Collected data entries
= = =

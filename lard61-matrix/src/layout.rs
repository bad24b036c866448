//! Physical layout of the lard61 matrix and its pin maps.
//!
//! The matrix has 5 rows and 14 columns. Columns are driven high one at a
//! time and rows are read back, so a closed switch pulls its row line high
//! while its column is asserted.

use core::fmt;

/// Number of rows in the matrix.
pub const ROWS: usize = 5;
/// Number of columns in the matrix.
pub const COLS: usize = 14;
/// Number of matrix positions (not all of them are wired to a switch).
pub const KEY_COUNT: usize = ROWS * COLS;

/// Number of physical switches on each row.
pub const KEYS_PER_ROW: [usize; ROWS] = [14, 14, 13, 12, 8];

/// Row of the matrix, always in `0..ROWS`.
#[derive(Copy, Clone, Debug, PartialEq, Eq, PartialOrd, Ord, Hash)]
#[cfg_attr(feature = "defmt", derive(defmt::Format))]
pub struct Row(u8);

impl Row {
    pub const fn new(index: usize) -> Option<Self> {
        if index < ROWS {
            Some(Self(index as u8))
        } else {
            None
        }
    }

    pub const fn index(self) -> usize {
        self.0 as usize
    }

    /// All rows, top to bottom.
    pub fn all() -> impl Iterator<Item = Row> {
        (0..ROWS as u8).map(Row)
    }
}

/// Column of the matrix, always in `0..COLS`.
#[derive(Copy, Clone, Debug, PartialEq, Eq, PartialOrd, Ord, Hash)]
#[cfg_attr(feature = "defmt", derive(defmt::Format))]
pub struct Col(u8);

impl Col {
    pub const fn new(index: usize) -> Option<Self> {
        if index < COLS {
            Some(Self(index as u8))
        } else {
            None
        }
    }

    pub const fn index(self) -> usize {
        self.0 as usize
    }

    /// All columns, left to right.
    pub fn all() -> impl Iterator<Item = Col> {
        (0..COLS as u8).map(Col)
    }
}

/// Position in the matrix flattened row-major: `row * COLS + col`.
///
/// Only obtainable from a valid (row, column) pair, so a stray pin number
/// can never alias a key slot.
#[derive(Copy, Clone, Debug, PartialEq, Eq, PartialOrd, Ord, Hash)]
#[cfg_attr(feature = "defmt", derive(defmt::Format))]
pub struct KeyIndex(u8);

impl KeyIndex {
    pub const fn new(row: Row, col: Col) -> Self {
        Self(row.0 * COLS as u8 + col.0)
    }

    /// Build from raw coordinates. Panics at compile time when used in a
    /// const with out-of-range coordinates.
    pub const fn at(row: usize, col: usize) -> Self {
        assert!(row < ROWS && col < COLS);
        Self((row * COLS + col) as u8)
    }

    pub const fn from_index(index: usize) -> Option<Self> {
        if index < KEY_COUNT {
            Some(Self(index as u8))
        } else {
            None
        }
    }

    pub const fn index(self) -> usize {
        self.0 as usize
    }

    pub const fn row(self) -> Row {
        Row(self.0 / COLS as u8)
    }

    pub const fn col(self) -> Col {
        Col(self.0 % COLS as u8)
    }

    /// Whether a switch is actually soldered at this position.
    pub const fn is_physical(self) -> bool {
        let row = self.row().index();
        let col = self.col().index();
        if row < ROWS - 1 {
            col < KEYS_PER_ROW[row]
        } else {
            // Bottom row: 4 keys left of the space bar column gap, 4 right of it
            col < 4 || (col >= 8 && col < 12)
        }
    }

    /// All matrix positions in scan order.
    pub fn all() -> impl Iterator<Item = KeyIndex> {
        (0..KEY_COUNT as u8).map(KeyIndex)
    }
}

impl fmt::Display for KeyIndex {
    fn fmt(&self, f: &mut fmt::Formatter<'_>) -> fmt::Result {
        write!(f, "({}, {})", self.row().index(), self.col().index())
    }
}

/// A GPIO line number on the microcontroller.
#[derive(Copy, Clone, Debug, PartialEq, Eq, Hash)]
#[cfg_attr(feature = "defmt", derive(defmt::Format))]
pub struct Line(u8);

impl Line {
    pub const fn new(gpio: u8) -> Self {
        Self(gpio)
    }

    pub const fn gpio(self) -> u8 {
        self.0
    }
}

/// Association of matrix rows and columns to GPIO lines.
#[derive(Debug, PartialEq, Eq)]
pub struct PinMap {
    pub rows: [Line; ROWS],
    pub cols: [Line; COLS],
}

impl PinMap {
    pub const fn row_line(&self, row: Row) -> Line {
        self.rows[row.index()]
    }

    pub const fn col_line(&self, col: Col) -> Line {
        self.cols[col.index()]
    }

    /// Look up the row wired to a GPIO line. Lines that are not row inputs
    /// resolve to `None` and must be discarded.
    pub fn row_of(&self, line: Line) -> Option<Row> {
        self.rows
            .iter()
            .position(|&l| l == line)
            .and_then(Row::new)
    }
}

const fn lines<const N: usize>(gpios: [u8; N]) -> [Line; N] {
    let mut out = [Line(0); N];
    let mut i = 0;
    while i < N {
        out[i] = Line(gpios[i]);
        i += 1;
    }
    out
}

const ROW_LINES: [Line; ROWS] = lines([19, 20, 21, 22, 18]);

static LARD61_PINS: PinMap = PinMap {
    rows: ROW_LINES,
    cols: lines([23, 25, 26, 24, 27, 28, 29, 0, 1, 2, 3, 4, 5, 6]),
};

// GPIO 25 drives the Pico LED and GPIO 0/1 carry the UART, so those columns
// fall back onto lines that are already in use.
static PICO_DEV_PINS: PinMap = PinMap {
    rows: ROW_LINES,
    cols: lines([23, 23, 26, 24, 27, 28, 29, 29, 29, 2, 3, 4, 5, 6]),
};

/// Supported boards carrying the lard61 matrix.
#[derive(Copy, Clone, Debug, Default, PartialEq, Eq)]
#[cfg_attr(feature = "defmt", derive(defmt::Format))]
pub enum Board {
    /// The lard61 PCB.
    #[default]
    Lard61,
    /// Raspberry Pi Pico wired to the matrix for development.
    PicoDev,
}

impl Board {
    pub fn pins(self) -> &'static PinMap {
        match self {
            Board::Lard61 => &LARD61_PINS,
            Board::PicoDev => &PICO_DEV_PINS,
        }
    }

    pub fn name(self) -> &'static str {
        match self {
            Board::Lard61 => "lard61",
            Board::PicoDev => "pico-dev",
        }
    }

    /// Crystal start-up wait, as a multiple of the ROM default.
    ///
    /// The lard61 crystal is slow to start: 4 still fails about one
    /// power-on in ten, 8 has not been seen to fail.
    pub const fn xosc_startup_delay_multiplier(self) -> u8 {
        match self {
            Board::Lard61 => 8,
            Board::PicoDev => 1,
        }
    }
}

= = =

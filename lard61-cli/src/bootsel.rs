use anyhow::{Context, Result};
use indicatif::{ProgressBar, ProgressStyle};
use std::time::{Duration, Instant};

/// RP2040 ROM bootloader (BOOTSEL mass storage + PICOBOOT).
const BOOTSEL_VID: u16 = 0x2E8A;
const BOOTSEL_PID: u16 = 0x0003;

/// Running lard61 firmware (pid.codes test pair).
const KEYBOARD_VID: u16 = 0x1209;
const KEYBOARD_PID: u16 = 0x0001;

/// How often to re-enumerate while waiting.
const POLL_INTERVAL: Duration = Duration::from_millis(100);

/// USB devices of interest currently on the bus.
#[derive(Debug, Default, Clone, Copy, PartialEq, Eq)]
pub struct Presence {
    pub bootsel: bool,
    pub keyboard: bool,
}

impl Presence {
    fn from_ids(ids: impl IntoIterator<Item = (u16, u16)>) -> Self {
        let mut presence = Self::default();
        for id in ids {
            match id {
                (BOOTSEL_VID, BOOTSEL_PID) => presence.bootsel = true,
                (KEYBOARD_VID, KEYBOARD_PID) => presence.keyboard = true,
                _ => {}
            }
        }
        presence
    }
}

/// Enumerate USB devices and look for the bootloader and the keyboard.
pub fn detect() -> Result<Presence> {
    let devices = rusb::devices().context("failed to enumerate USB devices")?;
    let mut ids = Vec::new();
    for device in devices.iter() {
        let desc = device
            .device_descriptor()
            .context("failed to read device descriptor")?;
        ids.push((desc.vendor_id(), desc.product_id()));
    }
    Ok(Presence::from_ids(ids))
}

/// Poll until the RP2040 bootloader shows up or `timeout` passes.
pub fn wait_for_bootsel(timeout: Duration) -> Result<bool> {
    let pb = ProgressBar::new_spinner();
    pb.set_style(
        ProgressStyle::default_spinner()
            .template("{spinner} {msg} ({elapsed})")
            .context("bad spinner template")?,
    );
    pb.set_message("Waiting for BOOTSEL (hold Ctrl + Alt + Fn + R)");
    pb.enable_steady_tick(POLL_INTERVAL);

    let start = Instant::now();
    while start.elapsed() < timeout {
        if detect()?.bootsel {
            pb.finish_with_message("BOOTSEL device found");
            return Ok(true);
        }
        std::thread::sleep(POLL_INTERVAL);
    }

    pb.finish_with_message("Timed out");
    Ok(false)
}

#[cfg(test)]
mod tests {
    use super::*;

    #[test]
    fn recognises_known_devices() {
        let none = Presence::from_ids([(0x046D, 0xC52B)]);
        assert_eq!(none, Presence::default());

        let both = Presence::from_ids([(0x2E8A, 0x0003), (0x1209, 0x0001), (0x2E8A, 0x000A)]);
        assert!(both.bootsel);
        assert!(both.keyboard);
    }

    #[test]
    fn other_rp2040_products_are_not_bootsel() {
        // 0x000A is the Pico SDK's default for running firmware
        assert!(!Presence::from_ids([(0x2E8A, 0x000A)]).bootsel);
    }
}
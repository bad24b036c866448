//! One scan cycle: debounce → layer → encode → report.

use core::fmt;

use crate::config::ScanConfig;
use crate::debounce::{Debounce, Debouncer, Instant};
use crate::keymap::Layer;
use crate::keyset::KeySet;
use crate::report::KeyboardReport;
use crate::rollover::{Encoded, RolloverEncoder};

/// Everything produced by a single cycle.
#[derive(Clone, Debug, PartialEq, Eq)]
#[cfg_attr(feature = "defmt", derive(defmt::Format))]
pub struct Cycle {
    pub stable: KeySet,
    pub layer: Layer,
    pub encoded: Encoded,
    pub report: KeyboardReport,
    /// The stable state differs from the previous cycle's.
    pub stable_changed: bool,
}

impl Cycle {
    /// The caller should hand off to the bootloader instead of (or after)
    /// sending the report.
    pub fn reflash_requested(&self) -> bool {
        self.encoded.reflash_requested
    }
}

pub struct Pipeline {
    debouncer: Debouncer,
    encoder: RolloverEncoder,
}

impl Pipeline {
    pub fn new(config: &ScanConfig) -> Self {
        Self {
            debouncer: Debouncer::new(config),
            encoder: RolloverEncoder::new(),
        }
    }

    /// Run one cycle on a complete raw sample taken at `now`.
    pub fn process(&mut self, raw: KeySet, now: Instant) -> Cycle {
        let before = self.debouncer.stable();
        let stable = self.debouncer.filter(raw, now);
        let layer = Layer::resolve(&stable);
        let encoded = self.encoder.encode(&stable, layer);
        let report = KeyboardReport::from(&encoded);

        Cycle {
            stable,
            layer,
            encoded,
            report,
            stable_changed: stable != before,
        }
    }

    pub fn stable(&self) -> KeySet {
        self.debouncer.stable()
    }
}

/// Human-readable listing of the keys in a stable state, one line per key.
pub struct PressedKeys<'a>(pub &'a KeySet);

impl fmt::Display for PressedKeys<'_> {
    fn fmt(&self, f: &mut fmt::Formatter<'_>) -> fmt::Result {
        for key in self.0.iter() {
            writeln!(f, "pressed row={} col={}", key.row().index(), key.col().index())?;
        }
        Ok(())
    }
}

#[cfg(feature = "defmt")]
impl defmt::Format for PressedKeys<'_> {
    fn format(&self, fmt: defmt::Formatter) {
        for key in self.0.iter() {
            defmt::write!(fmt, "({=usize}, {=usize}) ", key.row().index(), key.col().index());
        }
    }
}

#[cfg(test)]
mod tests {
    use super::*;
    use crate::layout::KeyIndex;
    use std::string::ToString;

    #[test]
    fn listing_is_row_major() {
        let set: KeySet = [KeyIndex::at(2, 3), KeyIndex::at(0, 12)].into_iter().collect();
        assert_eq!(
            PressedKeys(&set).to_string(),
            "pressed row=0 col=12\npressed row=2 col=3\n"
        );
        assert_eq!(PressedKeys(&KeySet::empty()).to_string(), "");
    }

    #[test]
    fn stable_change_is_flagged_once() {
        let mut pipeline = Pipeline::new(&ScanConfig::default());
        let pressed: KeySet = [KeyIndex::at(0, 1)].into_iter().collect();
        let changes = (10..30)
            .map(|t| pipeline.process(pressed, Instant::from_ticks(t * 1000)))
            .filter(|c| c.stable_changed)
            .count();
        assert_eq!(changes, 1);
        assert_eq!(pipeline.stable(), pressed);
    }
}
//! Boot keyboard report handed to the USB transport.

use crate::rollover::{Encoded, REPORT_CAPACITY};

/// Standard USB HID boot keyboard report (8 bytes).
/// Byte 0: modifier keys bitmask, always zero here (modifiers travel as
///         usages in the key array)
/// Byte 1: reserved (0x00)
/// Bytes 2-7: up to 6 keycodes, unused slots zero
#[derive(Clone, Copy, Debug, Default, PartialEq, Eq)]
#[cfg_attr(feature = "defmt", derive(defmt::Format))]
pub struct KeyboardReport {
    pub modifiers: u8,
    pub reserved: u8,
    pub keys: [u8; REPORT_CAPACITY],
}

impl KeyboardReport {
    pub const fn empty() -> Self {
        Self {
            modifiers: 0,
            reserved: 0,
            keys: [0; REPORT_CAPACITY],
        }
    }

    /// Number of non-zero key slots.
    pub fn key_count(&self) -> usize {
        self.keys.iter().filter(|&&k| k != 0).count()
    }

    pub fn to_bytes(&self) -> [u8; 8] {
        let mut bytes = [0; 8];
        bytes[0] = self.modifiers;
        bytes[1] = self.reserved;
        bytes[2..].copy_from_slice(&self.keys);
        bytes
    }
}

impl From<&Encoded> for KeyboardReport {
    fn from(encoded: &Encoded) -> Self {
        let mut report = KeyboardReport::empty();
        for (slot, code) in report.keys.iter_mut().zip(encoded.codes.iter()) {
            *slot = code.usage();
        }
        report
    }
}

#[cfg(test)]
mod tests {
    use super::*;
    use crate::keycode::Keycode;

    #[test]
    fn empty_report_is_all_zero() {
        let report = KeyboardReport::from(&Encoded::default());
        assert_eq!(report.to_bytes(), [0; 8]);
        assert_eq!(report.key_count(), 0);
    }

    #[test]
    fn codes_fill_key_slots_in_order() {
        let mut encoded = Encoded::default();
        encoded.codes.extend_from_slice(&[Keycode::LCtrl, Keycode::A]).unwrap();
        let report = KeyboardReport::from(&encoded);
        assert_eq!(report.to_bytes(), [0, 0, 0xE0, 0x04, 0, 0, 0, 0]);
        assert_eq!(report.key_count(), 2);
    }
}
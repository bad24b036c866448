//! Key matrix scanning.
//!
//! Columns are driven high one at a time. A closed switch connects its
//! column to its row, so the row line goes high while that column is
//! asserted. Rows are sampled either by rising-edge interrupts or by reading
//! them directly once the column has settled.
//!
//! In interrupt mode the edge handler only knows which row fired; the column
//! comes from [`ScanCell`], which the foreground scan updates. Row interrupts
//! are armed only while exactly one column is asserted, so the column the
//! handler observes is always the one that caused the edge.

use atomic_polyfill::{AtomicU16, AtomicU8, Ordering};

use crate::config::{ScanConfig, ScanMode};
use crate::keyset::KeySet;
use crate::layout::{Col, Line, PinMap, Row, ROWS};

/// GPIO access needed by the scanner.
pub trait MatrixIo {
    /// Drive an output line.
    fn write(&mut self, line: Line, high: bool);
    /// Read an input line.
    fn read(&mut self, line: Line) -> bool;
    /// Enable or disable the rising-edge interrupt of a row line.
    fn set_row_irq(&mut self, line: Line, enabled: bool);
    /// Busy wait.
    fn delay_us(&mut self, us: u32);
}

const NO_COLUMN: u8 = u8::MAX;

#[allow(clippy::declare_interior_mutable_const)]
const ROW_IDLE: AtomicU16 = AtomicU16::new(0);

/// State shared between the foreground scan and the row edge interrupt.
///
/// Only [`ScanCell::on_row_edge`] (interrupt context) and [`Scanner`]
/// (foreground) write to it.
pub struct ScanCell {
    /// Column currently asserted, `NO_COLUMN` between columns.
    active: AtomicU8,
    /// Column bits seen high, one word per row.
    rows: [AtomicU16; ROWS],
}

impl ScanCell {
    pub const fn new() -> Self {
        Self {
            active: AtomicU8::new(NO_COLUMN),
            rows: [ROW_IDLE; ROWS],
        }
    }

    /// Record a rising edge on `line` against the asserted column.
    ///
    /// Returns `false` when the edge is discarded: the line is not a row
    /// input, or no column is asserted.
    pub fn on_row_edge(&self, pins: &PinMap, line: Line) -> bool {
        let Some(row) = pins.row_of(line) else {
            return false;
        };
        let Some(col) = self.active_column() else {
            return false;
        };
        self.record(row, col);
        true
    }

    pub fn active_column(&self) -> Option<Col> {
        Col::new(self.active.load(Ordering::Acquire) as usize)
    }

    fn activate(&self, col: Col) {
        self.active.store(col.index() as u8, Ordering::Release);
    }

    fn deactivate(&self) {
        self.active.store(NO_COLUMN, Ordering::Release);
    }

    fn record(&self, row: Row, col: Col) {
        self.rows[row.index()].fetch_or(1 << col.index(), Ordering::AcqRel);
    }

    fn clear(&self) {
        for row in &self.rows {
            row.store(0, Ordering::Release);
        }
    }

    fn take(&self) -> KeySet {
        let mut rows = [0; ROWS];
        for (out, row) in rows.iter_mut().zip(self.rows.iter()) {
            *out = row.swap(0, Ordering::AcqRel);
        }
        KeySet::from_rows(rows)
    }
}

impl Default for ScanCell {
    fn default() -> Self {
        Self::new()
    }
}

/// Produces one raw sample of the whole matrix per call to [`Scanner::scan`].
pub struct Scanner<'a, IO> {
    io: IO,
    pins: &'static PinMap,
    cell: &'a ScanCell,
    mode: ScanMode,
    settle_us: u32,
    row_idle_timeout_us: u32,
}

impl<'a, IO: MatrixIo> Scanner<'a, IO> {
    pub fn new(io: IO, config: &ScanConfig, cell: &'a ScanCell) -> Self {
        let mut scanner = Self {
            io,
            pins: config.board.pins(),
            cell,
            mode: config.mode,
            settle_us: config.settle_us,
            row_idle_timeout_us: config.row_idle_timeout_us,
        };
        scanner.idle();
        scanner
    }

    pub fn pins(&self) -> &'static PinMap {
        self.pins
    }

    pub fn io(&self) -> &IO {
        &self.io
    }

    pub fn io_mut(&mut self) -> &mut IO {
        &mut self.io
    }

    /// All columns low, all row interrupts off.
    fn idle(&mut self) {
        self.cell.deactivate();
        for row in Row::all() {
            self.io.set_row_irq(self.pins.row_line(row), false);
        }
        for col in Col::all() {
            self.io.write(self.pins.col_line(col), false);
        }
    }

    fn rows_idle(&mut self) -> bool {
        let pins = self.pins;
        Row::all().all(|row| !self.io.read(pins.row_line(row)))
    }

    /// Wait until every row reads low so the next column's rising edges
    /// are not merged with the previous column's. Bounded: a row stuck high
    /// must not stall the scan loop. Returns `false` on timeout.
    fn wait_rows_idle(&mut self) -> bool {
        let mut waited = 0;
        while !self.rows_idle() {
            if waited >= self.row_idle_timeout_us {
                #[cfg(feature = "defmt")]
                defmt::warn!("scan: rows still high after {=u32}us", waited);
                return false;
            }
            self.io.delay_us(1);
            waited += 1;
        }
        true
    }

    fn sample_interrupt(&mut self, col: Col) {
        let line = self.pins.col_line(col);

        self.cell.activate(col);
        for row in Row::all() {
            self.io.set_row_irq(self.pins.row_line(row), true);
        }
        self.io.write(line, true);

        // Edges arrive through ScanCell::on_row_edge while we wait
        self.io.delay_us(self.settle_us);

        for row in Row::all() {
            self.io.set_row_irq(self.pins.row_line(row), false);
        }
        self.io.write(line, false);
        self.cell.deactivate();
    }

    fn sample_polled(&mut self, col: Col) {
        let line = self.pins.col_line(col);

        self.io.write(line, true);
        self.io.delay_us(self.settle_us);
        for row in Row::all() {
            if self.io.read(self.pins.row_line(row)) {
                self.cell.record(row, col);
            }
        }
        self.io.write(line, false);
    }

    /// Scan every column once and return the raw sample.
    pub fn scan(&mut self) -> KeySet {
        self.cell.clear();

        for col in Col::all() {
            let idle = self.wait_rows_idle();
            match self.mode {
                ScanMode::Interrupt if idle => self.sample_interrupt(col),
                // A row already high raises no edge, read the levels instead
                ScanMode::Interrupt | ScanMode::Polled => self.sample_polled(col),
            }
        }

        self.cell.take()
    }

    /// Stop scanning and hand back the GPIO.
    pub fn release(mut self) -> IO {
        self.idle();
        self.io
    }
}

= = =

● **Work required**: Among the entries, find every line holding "driven" and return it.

● **Task output**:
//! The matrix has 5 rows and 14 columns. Columns are driven high one at a
//! Columns are driven high one at a time. A closed switch connects its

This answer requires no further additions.